Flat plate solar collectors provide a cost-effective solution for residential water heating due to their simple design and low production cost. However, their inherently low thermal efficiency limits wider adoption. To address this, the present study proposes a passive enhancement method combining a helically canaliculated flat absorber tube (HCFT) with a novel windowed ramp-shaped turbulator (WRST) to improve heat transfer performance. The design aims to disrupt the thermal boundary layer and promote turbulence, significantly enhancing thermal efficiency. A parametric analysis investigated the effects of channel depth (1–3 mm) and window area (0–56 mm2) on thermal-hydraulic behavior, economic characteristics, and CO₂ emission reduction.
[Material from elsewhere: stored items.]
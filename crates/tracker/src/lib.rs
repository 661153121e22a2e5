//! Target-platform boundary crate for clinsync.
//!
//! This crate models the tracker-style health-information platform the
//! synchronization core writes into:
//! - opaque [`Reference`]s that identify remote metadata objects
//! - immutable [`MetadataRecord`] snapshots and paged listings
//! - the closed [`RequestMethod`] set for outgoing writes
//! - the [`MetadataCache`] with per-reference fetch coalescing and
//!   staleness tracking, fed by the [`poll`] change feed
//! - the [`MetadataSource`] collaborator trait and its HTTP implementation
//!
//! Transport of outgoing writes lives in `clinsync-core`; this crate only
//! covers the read/metadata side of the platform.

pub mod cache;
pub mod http;
pub mod metadata;
pub mod method;
pub mod poll;
pub mod reference;
pub mod remote;

// Re-export facades
pub use cache::{CacheConfig, MetadataCache, RetryConfig};
pub use http::{HttpMetadataSource, RemoteConfig};
pub use metadata::{expected_unit, MetadataFilter, MetadataPage, MetadataRecord};
pub use method::RequestMethod;
pub use poll::{ChangePoller, PollConfig, StalenessHandle};
pub use reference::{Reference, ReferenceKind};
pub use remote::{MetadataSource, RemoteError};

/// Errors returned by the `tracker` boundary crate.
#[derive(Debug, thiserror::Error)]
pub enum TrackerError {
    /// The remote system reported that no object resolves the reference.
    ///
    /// Only raised by lookups that require a result; optional lookups
    /// report absence as `Ok(None)`.
    #[error("no metadata found for reference {0}")]
    NotFound(Reference),

    /// A remote metadata fetch failed after bounded retries.
    #[error("metadata lookup for {reference} failed: {source}")]
    Remote {
        reference: Reference,
        source: RemoteError,
    },

    /// A bulk listing request failed.
    #[error("metadata listing failed: {0}")]
    Find(#[source] RemoteError),
}

/// Type alias for Results that can fail with a [`TrackerError`].
pub type TrackerResult<T> = Result<T, TrackerError>;
//! The synchronization orchestrator.
//!
//! Drives one attempt end to end: resolve the target reference, normalize
//! the payload, select the request method, dispatch, and apply the retry
//! policy for ambiguous transport failures.

use crate::intent::{normalize_payload, WriteDraft, WriteIntent};
use crate::locks::ReferenceLocks;
use crate::transport::{Transport, WriteOutcome};
use std::fmt;
use std::sync::Arc;
use std::time::Duration;
use tracker::{MetadataCache, Reference, RequestMethod, RetryConfig};

/// Orchestrator construction parameters, resolved once at startup.
#[derive(Clone, Debug, Default, serde::Serialize, serde::Deserialize)]
#[serde(default)]
pub struct SyncConfig {
    /// Whether the target system contract requires idempotent upsert for
    /// unresolved references instead of plain create.
    pub upsert_required: bool,
    /// Retry policy for re-dispatch after ambiguous transport failures.
    pub dispatch_retry: RetryConfig,
}

/// States one synchronization attempt moves through.
#[derive(Clone, Copy, Debug, PartialEq, Eq)]
enum AttemptState {
    Resolving,
    Normalizing,
    MethodSelected,
    Dispatched,
}

/// Why an attempt failed.
#[derive(Clone, Debug, PartialEq, Eq)]
pub enum FailureKind {
    /// The payload cannot be normalized; needs a manual fix.
    Payload(String),
    /// Metadata resolution failed after bounded retries.
    Resolution(String),
    /// The transport outcome is unknown and the method forbids blind
    /// retry, or retries ran out; needs manual reconciliation.
    Ambiguous,
    /// The remote definitely rejected the write.
    Definite(String),
}

impl fmt::Display for FailureKind {
    fn fmt(&self, f: &mut fmt::Formatter<'_>) -> fmt::Result {
        match self {
            FailureKind::Payload(message) => write!(f, "payload: {}", message),
            FailureKind::Resolution(message) => write!(f, "resolution: {}", message),
            FailureKind::Ambiguous => f.write_str("ambiguous transport outcome"),
            FailureKind::Definite(message) => write!(f, "definite: {}", message),
        }
    }
}

/// Terminal state of one attempt.
#[derive(Clone, Debug, PartialEq, Eq)]
pub enum SyncOutcome {
    /// The write was confirmed; `reference` identifies the remote object.
    Completed { reference: Reference },
    /// The attempt failed; `kind` says how.
    Failed { kind: FailureKind },
}

/// Result of one synchronization attempt.
///
/// Carries the target reference, the chosen method and the failure kind,
/// so a failed attempt can be reconciled manually without re-deriving
/// state.
#[derive(Clone, Debug)]
pub struct SyncReport {
    /// Reference the attempt targeted.
    pub reference: Reference,
    /// Method chosen for dispatch; empty when the attempt failed before
    /// method selection.
    pub method: Option<RequestMethod>,
    /// Terminal outcome.
    pub outcome: SyncOutcome,
}

impl SyncReport {
    fn failed(reference: Reference, method: Option<RequestMethod>, kind: FailureKind) -> Self {
        Self {
            reference,
            method,
            outcome: SyncOutcome::Failed { kind },
        }
    }

    /// True when the attempt completed successfully.
    pub fn is_completed(&self) -> bool {
        matches!(self.outcome, SyncOutcome::Completed { .. })
    }
}

/// Drives synchronization attempts against one remote collection.
pub struct SyncOrchestrator {
    cache: Arc<MetadataCache>,
    transport: Arc<dyn Transport>,
    locks: ReferenceLocks,
    config: SyncConfig,
}

impl SyncOrchestrator {
    /// Create an orchestrator over the given cache and transport.
    pub fn new(
        cache: Arc<MetadataCache>,
        transport: Arc<dyn Transport>,
        config: SyncConfig,
    ) -> Self {
        Self {
            cache,
            transport,
            locks: ReferenceLocks::new(),
            config,
        }
    }

    /// Runs one synchronization attempt.
    ///
    /// Attempts for the same reference serialize on a per-reference
    /// exclusion scope held for the duration of the attempt; attempts for
    /// different references run concurrently.
    ///
    /// Cancellation: dropping the returned future between states cancels
    /// the attempt and releases the exclusion scope. A caller that cancels
    /// after dispatch with unknown outcome must treat the attempt exactly
    /// like an ambiguous transport failure, never as success.
    pub async fn synchronize(&self, draft: WriteDraft) -> SyncReport {
        let target = draft.target.clone();
        let _attempt_scope = self.locks.acquire(&target).await;

        let mut state = AttemptState::Resolving;
        tracing::debug!(reference = %target, ?state, "synchronization attempt started");
        let resolved = match self.cache.find_by_reference(&target).await {
            Ok(found) => found,
            Err(err) => {
                tracing::warn!(reference = %target, error = %err, "metadata resolution failed");
                return SyncReport::failed(target, None, FailureKind::Resolution(err.to_string()));
            }
        };

        state = AttemptState::Normalizing;
        tracing::debug!(reference = %target, ?state, resolved = resolved.is_some(), "normalizing payload");
        let payload = match normalize_payload(&draft.payload, resolved.as_deref()) {
            Ok(payload) => payload,
            Err(err) => {
                tracing::warn!(reference = %target, error = %err, "payload normalization failed");
                return SyncReport::failed(target, None, FailureKind::Payload(err.to_string()));
            }
        };

        state = AttemptState::MethodSelected;
        let method = RequestMethod::resolve(resolved.is_some(), self.config.upsert_required);
        tracing::debug!(reference = %target, ?state, %method, "request method selected");
        let intent = WriteIntent {
            target: target.clone(),
            resource_type: draft.resource_type,
            resolved_id: resolved.as_ref().map(|record| record.id.clone()),
            method,
            body: payload.to_wire(),
        };

        let retry = &self.config.dispatch_retry;
        let mut delay = Duration::from_millis(retry.initial_delay_ms);
        let mut attempt = 1u32;
        loop {
            state = AttemptState::Dispatched;
            tracing::debug!(reference = %target, ?state, attempt, "dispatching write intent");
            match self.transport.execute(&intent).await {
                Ok(WriteOutcome::Success { reference }) => {
                    self.refresh_after_write(&target).await;
                    tracing::info!(
                        reference = %target,
                        %method,
                        resulting = %reference,
                        "synchronization attempt completed"
                    );
                    return SyncReport {
                        reference: target,
                        method: Some(method),
                        outcome: SyncOutcome::Completed { reference },
                    };
                }
                Ok(WriteOutcome::AmbiguousFailure { message }) => {
                    if method.is_blind_retry_safe() && attempt < retry.max_attempts {
                        tracing::warn!(
                            reference = %target,
                            %method,
                            attempt,
                            message = %message,
                            "ambiguous transport failure, re-dispatching"
                        );
                        tokio::time::sleep(delay).await;
                        delay = (delay * 2).min(Duration::from_millis(retry.max_delay_ms));
                        attempt += 1;
                        continue;
                    }
                    tracing::warn!(
                        reference = %target,
                        %method,
                        message = %message,
                        "ambiguous transport failure, surfacing for manual reconciliation"
                    );
                    return SyncReport::failed(target, Some(method), FailureKind::Ambiguous);
                }
                Ok(WriteOutcome::DefiniteFailure { message }) => {
                    tracing::warn!(reference = %target, %method, message = %message, "write rejected");
                    return SyncReport::failed(target, Some(method), FailureKind::Definite(message));
                }
                Err(err) => {
                    tracing::warn!(reference = %target, %method, error = %err, "dispatch failed");
                    return SyncReport::failed(
                        target,
                        Some(method),
                        FailureKind::Definite(err.to_string()),
                    );
                }
            }
        }
    }

    /// After a confirmed success, force a re-fetch when the cache holds a
    /// stale or absent entry for the target, so later attempts in the same
    /// run see the now-existing object.
    async fn refresh_after_write(&self, target: &Reference) {
        if self.cache.needs_refresh(target).await {
            if let Err(err) = self.cache.find_refreshed_by_reference(target).await {
                tracing::warn!(reference = %target, error = %err, "post-write cache refresh failed");
            }
        }
    }
}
Results demonstrated a maximum Nusselt number enhancement of 4.53 times compared to a conventional circular tube, achieved at a 2 mm channel depth and zero window area. This configuration also delivered the lowest levelized cost of energy (0.122 $/kWh), shortest payback period (0.81 years), and highest CO₂ emission reduction (122.3 tons/lifetime), marking it as the optimal economic and environmental choice. From a hydrothermal perspective, the highest performance evaluation criterion (PEC = 1.82) was observed with a 2 mm channel depth and a 56 mm2 windowed WRST, illustrating the trade-off between heat transfer improvement and pressure drop.